Task to complete. Locate every line in the records below that holds the word "inline" and return each one.

Extracted information.

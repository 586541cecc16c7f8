//! `patchguard rollback ...`.

use std::path::Path;

use anyhow::{Context, Result};
use comfy_table::{presets::UTF8_FULL, Cell, Color, ContentArrangement, Table};

use patchguard_core::config::AppConfig;
use patchguard_core::RollbackManager;

use crate::{style, RollbackAction};

pub fn run(config: &AppConfig, repo: &Path, action: RollbackAction) -> Result<()> {
    let manager = RollbackManager::new(config.rollback.clone());
    manager
        .load_persisted(repo)
        .context("failed to read existing rollback points")?;

    match action {
        RollbackAction::Create { branch } => {
            let point = manager
                .create_rollback_point(repo, &branch)
                .context("failed to create rollback point")?;
            println!(
                "{}",
                style::success(&format!(
                    "Rollback point {} created ({} files, {} bytes)",
                    point.id,
                    point.files.len(),
                    point.total_size()
                ))
            );
        }

        RollbackAction::List => {
            let points = manager.list_rollback_points();
            if points.is_empty() {
                println!("{}", style::dim("No rollback points."));
                return Ok(());
            }

            let mut table = Table::new();
            table
                .load_preset(UTF8_FULL)
                .set_content_arrangement(ContentArrangement::Dynamic);
            table.set_header(vec!["ID", "Created", "Branch", "Revision", "Files", "Tree"]);
            for p in &points {
                let revision = p
                    .revision
                    .as_deref()
                    .map(|r| r.chars().take(10).collect::<String>())
                    .unwrap_or_else(|| "-".into());
                let tree = if p.dirty {
                    Cell::new("dirty").fg(Color::Yellow)
                } else {
                    Cell::new("clean").fg(Color::Green)
                };
                table.add_row(vec![
                    Cell::new(&p.id),
                    Cell::new(p.created_at.format("%Y-%m-%d %H:%M:%S")),
                    Cell::new(&p.branch),
                    Cell::new(revision),
                    Cell::new(p.files.len()),
                    tree,
                ]);
            }
            println!("{table}");
        }

        RollbackAction::Restore { id } => {
            let point = manager
                .get_rollback_point(&id)
                .ok_or_else(|| anyhow::anyhow!("rollback point '{}' not found", id))?;
            manager
                .validate_rollback_point(&point)
                .context("rollback point is no longer usable")?;
            let report = manager.rollback(&point).context("rollback failed")?;
            println!(
                "{}",
                style::success(&format!(
                    "Restored {} via {}: {} restored, {} removed, {} unchanged",
                    id, report.method, report.restored, report.removed, report.skipped
                ))
            );
        }

        RollbackAction::Delete { id } => {
            manager
                .delete_rollback_point(&id)
                .with_context(|| format!("failed to delete rollback point '{}'", id))?;
            println!("{}", style::success(&format!("Deleted {}", id)));
        }

        RollbackAction::Cleanup { max_age_hours } => {
            let hours = max_age_hours.unwrap_or(config.rollback.max_age_hours);
            let capped = i64::try_from(hours)
                .unwrap_or(i64::MAX)
                .min(i64::MAX / 3_600_000);
            let max_age = chrono::Duration::hours(capped);
            let removed = manager.cleanup_old_rollback_points(max_age);
            println!(
                "{}",
                style::success(&format!(
                    "Removed {} rollback point(s) older than {}h",
                    removed, hours
                ))
            );
        }
    }
    Ok(())
}
//! Structured edits to dependency manifests.
//!
//! JSON and TOML manifests are edited as documents: each key of the
//! patch's `changes` map is a dotted path to set, and a `null` value
//! removes the key. TOML is edited in place, so comments are kept.
//! `requirements.txt` and `go.mod` are edited line by line: the key is a
//! package/module name and the value its new version.

use serde_json::Value as JsonValue;
use toml_edit::{DocumentMut, Item, TableLike};
use tracing::debug;

use crate::errors::ChangeError;
use crate::models::{ConfigPatch, ConfigType};

/// Apply `patch` to the manifest text `current` and return the new text.
pub fn apply_config_patch(current: &str, patch: &ConfigPatch) -> Result<String, ChangeError> {
    debug!(
        path = %patch.path,
        config_type = %patch.config_type,
        keys = patch.changes.len(),
        "patching manifest"
    );
    match patch.config_type {
        ConfigType::PackageJson | ConfigType::Json => patch_json(current, patch),
        ConfigType::CargoToml | ConfigType::Toml => patch_toml(current, patch),
        ConfigType::RequirementsTxt => patch_requirements(current, patch),
        ConfigType::GoMod => patch_go_mod(current, patch),
    }
}

fn error(patch: &ConfigPatch, detail: impl Into<String>) -> ChangeError {
    ChangeError::ConfigPatch {
        path: patch.path.clone(),
        detail: detail.into(),
    }
}

fn split_key(key: &str) -> Vec<&str> {
    key.split('.').filter(|s| !s.is_empty()).collect()
}

// ---------------------------------------------------------------------------
// JSON
// ---------------------------------------------------------------------------

fn patch_json(current: &str, patch: &ConfigPatch) -> Result<String, ChangeError> {
    let mut doc: JsonValue = if current.trim().is_empty() {
        JsonValue::Object(Default::default())
    } else {
        serde_json::from_str(current).map_err(|e| error(patch, format!("invalid JSON: {}", e)))?
    };

    for (key, value) in &patch.changes {
        let segments = split_key(key);
        set_json(&mut doc, &segments, value.clone()).map_err(|d| error(patch, d))?;
    }

    let mut out = serde_json::to_string_pretty(&doc).map_err(|e| error(patch, e.to_string()))?;
    out.push('\n');
    Ok(out)
}

fn set_json(doc: &mut JsonValue, segments: &[&str], value: JsonValue) -> Result<(), String> {
    let Some((last, parents)) = segments.split_last() else {
        return Err("empty key".into());
    };

    let mut node = doc;
    for seg in parents {
        let obj = node
            .as_object_mut()
            .ok_or_else(|| format!("'{}' is not inside an object", seg))?;
        node = obj
            .entry(seg.to_string())
            .or_insert_with(|| JsonValue::Object(Default::default()));
    }

    let obj = node
        .as_object_mut()
        .ok_or_else(|| format!("parent of '{}' is not an object", last))?;
    if value.is_null() {
        obj.remove(*last);
    } else {
        obj.insert(last.to_string(), value);
    }
    Ok(())
}

// ---------------------------------------------------------------------------
// TOML
// ---------------------------------------------------------------------------

/// Edits go through `toml_edit` so comments, key order and the user's
/// formatting survive.
fn patch_toml(current: &str, patch: &ConfigPatch) -> Result<String, ChangeError> {
    let mut doc: DocumentMut = current
        .parse()
        .map_err(|e: toml_edit::TomlError| error(patch, format!("invalid TOML: {}", e)))?;

    for (key, value) in &patch.changes {
        let segments = split_key(key);
        let Some((last, parents)) = segments.split_last() else {
            return Err(error(patch, "empty key"));
        };

        let mut table: &mut dyn TableLike = doc.as_table_mut();
        for seg in parents {
            if table.get(seg).is_none() {
                let mut fresh = toml_edit::Table::new();
                fresh.set_implicit(true);
                table.insert(seg, Item::Table(fresh));
            }
            table = table
                .get_mut(seg)
                .and_then(Item::as_table_like_mut)
                .ok_or_else(|| error(patch, format!("'{}' is not a table", seg)))?;
        }

        if value.is_null() {
            table.remove(last);
            continue;
        }

        let mut converted = json_to_toml(value).map_err(|e| {
            error(patch, format!("value for '{}' is not representable in TOML: {}", key, e))
        })?;
        // Keep a trailing comment such as `# keep pinned`.
        if let Some(previous) = table.get(last).and_then(Item::as_value) {
            *converted.decor_mut() = previous.decor().clone();
        }
        table.insert(last, Item::Value(converted));
    }

    Ok(doc.to_string())
}

fn json_to_toml(value: &JsonValue) -> Result<toml_edit::Value, String> {
    let converted = match value {
        JsonValue::Null => return Err("null is only allowed for a whole key".into()),
        JsonValue::Bool(b) => toml_edit::Value::from(*b),
        JsonValue::Number(n) => match (n.as_i64(), n.as_f64()) {
            (Some(i), _) => toml_edit::Value::from(i),
            (None, Some(f)) => toml_edit::Value::from(f),
            (None, None) => return Err(format!("number {} out of range", n)),
        },
        JsonValue::String(text) => toml_edit::Value::from(text.as_str()),
        JsonValue::Array(items) => {
            let mut array = toml_edit::Array::new();
            for item in items {
                array.push(json_to_toml(item)?);
            }
            toml_edit::Value::Array(array)
        }
        JsonValue::Object(map) => {
            let mut inline = toml_edit::InlineTable::new();
            for (k, v) in map {
                inline.insert(k.as_str(), json_to_toml(v)?);
            }
            toml_edit::Value::InlineTable(inline)
        }
    };
    Ok(converted)
}

// ---------------------------------------------------------------------------
// Line-based manifests
// ---------------------------------------------------------------------------

fn version_string(
    patch: &ConfigPatch,
    name: &str,
    value: &JsonValue,
) -> Result<Option<String>, ChangeError> {
    match value {
        JsonValue::Null => Ok(None),
        JsonValue::String(s) => Ok(Some(s.trim().to_string())),
        JsonValue::Number(n) => Ok(Some(n.to_string())),
        other => Err(error(
            patch,
            format!("version for '{}' must be a string, got {}", name, other),
        )),
    }
}

/// PEP 503 name normalisation.
fn normalize_py(name: &str) -> String {
    name.trim()
        .to_ascii_lowercase()
        .replace(['_', '.'], "-")
}

fn requirement_name(line: &str) -> Option<&str> {
    let trimmed = line.trim_start();
    if trimmed.is_empty() || trimmed.starts_with('#') || trimmed.starts_with('-') {
        return None;
    }
    let end = trimmed
        .find(|c: char| "=<>!~[; \t".contains(c))
        .unwrap_or(trimmed.len());
    Some(&trimmed[..end])
}

fn patch_requirements(current: &str, patch: &ConfigPatch) -> Result<String, ChangeError> {
    let mut lines: Vec<String> = current.lines().map(str::to_string).collect();

    for (name, value) in &patch.changes {
        let version = version_string(patch, name, value)?;
        let wanted = normalize_py(name);
        let pos = lines.iter().position(|l| {
            requirement_name(l).map(normalize_py).as_deref() == Some(wanted.as_str())
        });

        match (pos, version) {
            (Some(i), None) => {
                lines.remove(i);
            }
            (Some(i), Some(v)) => {
                let line = &lines[i];
                // Keep environment markers and trailing comments.
                let tail = line
                    .find(';')
                    .or_else(|| line.find(" #"))
                    .map(|p| line[..p].trim_end().len())
                    .map(|p| line[p..].to_string())
                    .unwrap_or_default();
                let original = requirement_name(line).unwrap_or(name).to_string();
                lines[i] = format!("{}=={}{}", original, v.trim_start_matches("=="), tail);
            }
            (None, Some(v)) => lines.push(format!("{}=={}", name, v.trim_start_matches("=="))),
            (None, None) => {}
        }
    }

    Ok(join_lines(&lines))
}

fn patch_go_mod(current: &str, patch: &ConfigPatch) -> Result<String, ChangeError> {
    let mut lines: Vec<String> = current.lines().map(str::to_string).collect();

    for (module, value) in &patch.changes {
        let version = version_string(patch, module, value)?;
        let pos = lines.iter().position(|l| go_require_module(l) == Some(module.as_str()));

        match (pos, version) {
            (Some(i), None) => {
                lines.remove(i);
            }
            (Some(i), Some(v)) => {
                let line = &lines[i];
                let indent: String = line.chars().take_while(|c| c.is_whitespace()).collect();
                let prefix = if line.trim_start().starts_with("require ") {
                    "require "
                } else {
                    ""
                };
                let comment = line
                    .find("//")
                    .map(|p| format!(" {}", &line[p..]))
                    .unwrap_or_default();
                lines[i] = format!("{}{}{} {}{}", indent, prefix, module, v, comment);
            }
            (None, Some(v)) => lines.push(format!("require {} {}", module, v)),
            (None, None) => {}
        }
    }

    Ok(join_lines(&lines))
}

/// Module path of a `require` line, inside or outside a block.
fn go_require_module(line: &str) -> Option<&str> {
    let trimmed = line.trim();
    let body = trimmed.strip_prefix("require ").unwrap_or(trimmed);
    if body.starts_with('(') || body.starts_with("//") {
        return None;
    }
    let mut parts = body.split_whitespace();
    let module = parts.next()?;
    let version = parts.next()?;
    version.starts_with('v').then_some(module)
}

fn join_lines(lines: &[String]) -> String {
    if lines.is_empty() {
        return String::new();
    }
    let mut out = lines.join("\n");
    out.push('\n');
    out
}

#[cfg(test)]
mod tests {
    use super::*;
    use serde_json::json;

    fn patch(config_type: ConfigType, changes: serde_json::Value) -> ConfigPatch {
        ConfigPatch {
            path: "manifest".into(),
            config_type,
            changes: changes.as_object().cloned().unwrap_or_default(),
        }
    }

    #[test]
    fn test_package_json_keeps_key_order() {
        let current = r#"{"name":"app","dependencies":{"react":"^17.0.0","lodash":"^4.0.0"}}"#;
        let out = apply_config_patch(
            current,
            &patch(
                ConfigType::PackageJson,
                json!({"dependencies.react": "^18.2.0", "dependencies.lodash": null}),
            ),
        )
        .unwrap();
        let doc: JsonValue = serde_json::from_str(&out).unwrap();
        assert_eq!(doc["dependencies"]["react"], "^18.2.0");
        assert!(doc["dependencies"].get("lodash").is_none());
        assert!(out.find("\"name\"").unwrap() < out.find("\"dependencies\"").unwrap());
    }

    #[test]
    fn test_cargo_toml_nested_set() {
        let current = "[package]\nname = \"demo\"\n\n[dependencies]\nserde = \"1.0.100\"\n";
        let out = apply_config_patch(
            current,
            &patch(
                ConfigType::CargoToml,
                json!({
                    "dependencies.serde": "1.0.200",
                    "dependencies.tokio": {"version": "1", "features": ["full"]},
                }),
            ),
        )
        .unwrap();
        let doc: toml::Table = out.parse().unwrap();
        assert_eq!(doc["dependencies"]["serde"].as_str(), Some("1.0.200"));
        assert_eq!(doc["dependencies"]["tokio"]["version"].as_str(), Some("1"));
        assert_eq!(doc["package"]["name"].as_str(), Some("demo"));
    }

    #[test]
    fn test_cargo_toml_keeps_comments() {
        let current = "# workspace manifest\n[package]\nname = \"demo\" # crate name\n\n\
                       [dependencies]\nserde = \"1.0.100\" # keep pinned\n";
        let bump = patch(ConfigType::CargoToml, json!({"dependencies.serde": "1.0.200"}));
        let out = apply_config_patch(current, &bump).unwrap();
        assert_eq!(
            out,
            "# workspace manifest\n[package]\nname = \"demo\" # crate name\n\n\
             [dependencies]\nserde = \"1.0.200\" # keep pinned\n"
        );
    }

    #[test]
    fn test_toml_rejects_non_table_parent() {
        let nested = patch(ConfigType::Toml, json!({"a.b": 2}));
        let err = apply_config_patch("a = 1\n", &nested).unwrap_err();
        assert!(matches!(err, ChangeError::ConfigPatch { .. }));
    }

    #[test]
    fn test_requirements() {
        let current =
            "# deps\nDjango==3.2 ; python_version >= \"3.8\"\nrequests>=2.0\nold_pkg==1.0\n";
        let out = apply_config_patch(
            current,
            &patch(
                ConfigType::RequirementsTxt,
                json!({"django": "4.2.1", "requests": "2.31.0", "old-pkg": null, "rich": "13.0"}),
            ),
        )
        .unwrap();
        assert_eq!(
            out,
            "# deps\nDjango==4.2.1 ; python_version >= \"3.8\"\nrequests==2.31.0\nrich==13.0\n"
        );
    }

    #[test]
    fn test_go_mod() {
        let current = "module example.com/app\n\ngo 1.21\n\n\
                       require (\n\tgithub.com/pkg/errors v0.9.0 // indirect\n\
                       \tgolang.org/x/sync v0.1.0\n)\n\n\
                       require github.com/stretchr/testify v1.8.0\n";
        let out = apply_config_patch(
            current,
            &patch(
                ConfigType::GoMod,
                json!({
                    "github.com/pkg/errors": "v0.9.1",
                    "github.com/stretchr/testify": "v1.9.0",
                    "golang.org/x/sync": null,
                }),
            ),
        )
        .unwrap();
        assert!(out.contains("\tgithub.com/pkg/errors v0.9.1 // indirect\n"));
        assert!(out.contains("require github.com/stretchr/testify v1.9.0\n"));
        assert!(!out.contains("golang.org/x/sync"));
        assert!(out.starts_with("module example.com/app\n"));
    }

    #[test]
    fn test_bad_version_type() {
        let bad = patch(ConfigType::RequirementsTxt, json!({"x": [1]}));
        let err = apply_config_patch("x==1\n", &bad).unwrap_err();
        assert!(err.to_string().contains("must be a string"));
    }
}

Worked solution.
            let mut inline = toml_edit::InlineTable::new();
                inline.insert(k.as_str(), json_to_toml(v)?);
            toml_edit::Value::InlineTable(inline)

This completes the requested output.